Data:
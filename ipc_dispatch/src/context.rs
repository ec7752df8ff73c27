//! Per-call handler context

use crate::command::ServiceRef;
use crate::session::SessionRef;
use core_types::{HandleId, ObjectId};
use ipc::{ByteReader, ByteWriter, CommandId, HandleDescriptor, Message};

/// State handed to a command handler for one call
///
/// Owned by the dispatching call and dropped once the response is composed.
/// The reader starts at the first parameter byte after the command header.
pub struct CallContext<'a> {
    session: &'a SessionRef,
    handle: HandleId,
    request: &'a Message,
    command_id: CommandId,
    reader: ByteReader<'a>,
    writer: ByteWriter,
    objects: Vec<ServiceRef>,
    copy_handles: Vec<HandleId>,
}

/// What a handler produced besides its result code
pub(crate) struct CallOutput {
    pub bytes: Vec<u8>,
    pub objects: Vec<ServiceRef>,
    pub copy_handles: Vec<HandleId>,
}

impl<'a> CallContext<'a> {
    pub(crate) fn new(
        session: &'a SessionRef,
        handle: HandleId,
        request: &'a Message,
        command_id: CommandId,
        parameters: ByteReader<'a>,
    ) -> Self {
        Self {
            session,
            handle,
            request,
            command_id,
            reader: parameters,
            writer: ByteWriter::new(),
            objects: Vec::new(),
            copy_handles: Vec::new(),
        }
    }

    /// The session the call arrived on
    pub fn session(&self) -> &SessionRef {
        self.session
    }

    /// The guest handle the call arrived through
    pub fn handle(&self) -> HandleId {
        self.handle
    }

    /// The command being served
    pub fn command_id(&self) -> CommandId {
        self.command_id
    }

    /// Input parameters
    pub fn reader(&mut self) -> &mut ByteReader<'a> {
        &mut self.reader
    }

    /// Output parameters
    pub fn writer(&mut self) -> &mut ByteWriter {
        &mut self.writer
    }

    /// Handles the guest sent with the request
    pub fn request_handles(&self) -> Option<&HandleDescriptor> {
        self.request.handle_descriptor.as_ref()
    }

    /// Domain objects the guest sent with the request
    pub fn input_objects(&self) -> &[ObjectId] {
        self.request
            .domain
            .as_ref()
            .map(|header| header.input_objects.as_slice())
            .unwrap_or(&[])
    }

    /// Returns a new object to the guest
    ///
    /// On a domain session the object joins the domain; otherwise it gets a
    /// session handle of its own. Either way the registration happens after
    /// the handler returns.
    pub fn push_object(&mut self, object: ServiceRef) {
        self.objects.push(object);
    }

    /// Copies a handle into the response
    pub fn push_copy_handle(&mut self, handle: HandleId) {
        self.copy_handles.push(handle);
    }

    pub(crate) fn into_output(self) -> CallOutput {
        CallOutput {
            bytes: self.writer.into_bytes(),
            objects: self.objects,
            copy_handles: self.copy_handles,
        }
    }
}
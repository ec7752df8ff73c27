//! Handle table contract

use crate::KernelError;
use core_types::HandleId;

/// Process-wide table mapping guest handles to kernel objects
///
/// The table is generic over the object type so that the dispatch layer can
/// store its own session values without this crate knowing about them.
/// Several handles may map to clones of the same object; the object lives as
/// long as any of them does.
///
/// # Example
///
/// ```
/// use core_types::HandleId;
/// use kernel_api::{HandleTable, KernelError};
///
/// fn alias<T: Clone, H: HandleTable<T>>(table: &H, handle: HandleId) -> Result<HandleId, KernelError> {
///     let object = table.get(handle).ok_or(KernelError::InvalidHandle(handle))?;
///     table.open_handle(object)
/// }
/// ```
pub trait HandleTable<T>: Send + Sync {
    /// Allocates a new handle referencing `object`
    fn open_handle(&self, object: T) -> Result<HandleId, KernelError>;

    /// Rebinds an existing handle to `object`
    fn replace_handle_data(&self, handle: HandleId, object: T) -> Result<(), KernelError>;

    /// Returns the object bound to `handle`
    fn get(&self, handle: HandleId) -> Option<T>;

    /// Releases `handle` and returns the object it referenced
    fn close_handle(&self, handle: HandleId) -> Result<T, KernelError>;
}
---
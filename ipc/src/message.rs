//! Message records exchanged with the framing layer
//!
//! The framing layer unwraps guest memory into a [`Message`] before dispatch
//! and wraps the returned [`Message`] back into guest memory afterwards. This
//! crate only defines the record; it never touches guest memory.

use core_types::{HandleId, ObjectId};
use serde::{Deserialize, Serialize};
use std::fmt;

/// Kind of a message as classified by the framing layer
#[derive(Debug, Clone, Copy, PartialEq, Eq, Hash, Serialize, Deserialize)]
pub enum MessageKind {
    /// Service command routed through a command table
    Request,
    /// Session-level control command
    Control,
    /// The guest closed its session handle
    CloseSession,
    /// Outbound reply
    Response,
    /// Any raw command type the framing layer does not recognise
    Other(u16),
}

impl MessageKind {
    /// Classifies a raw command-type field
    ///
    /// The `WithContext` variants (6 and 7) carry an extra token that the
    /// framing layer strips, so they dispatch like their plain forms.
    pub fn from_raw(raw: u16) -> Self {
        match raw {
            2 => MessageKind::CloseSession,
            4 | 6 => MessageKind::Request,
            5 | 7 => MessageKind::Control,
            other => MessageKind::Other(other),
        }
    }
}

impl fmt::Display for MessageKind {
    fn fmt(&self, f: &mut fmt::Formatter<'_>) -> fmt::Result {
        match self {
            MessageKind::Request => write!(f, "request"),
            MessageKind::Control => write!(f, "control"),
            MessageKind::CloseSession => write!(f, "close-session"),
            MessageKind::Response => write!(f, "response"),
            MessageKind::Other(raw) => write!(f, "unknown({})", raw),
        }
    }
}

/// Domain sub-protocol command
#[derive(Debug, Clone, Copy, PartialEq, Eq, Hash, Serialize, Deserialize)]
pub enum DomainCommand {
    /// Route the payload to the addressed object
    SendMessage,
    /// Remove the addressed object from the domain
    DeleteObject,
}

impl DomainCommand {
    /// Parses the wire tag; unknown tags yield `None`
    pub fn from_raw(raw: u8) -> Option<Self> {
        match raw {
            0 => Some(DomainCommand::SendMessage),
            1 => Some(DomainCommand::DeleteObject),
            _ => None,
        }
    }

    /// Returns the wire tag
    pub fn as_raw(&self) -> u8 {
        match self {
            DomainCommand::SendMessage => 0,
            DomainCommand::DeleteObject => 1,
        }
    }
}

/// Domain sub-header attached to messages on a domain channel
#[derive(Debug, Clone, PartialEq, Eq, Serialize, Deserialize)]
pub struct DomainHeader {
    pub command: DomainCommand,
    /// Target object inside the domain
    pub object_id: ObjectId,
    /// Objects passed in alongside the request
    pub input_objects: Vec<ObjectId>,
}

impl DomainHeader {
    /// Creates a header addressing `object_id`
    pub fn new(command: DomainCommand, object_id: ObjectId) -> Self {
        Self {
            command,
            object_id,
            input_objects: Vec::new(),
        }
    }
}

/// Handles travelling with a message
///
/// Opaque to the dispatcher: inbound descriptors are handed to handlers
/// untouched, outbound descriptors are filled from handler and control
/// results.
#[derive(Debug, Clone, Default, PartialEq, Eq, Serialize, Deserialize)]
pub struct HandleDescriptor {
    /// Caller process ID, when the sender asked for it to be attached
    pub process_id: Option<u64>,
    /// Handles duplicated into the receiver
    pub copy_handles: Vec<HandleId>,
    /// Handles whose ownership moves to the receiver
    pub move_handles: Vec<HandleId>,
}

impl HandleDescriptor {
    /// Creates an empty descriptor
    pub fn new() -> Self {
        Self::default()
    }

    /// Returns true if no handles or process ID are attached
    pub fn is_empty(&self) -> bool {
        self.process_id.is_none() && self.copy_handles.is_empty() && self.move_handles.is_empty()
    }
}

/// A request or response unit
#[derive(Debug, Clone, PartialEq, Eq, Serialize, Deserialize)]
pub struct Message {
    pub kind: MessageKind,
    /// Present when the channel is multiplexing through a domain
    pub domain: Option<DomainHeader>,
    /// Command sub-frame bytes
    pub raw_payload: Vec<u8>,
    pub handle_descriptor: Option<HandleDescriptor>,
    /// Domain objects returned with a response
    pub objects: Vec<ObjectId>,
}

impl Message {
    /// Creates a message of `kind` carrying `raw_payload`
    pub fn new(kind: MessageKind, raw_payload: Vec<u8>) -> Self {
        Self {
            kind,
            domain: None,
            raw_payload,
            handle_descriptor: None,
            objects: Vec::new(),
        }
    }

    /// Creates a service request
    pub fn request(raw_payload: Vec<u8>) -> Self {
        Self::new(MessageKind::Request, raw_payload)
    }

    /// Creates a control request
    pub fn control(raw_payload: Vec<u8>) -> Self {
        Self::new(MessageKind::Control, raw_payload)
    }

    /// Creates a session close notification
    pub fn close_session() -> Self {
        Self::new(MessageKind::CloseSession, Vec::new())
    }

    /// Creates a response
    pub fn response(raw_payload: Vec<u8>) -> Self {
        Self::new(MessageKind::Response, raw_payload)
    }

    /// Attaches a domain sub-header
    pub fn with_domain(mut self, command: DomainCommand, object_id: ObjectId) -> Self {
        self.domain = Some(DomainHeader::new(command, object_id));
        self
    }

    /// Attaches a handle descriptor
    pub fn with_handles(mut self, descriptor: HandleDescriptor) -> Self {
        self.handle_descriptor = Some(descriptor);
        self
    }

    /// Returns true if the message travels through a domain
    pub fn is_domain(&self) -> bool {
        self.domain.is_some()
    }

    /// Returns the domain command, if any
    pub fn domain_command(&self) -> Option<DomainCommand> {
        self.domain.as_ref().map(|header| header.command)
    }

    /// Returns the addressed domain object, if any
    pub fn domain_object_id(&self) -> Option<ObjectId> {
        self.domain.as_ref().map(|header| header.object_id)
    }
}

Task to carry out: Each line of the listing above that contains the word "struct" is to be copied.

Exercise output:
pub struct CallContext<'a> {
pub(crate) struct CallOutput {
pub struct DomainHeader {
pub struct HandleDescriptor {
pub struct Message {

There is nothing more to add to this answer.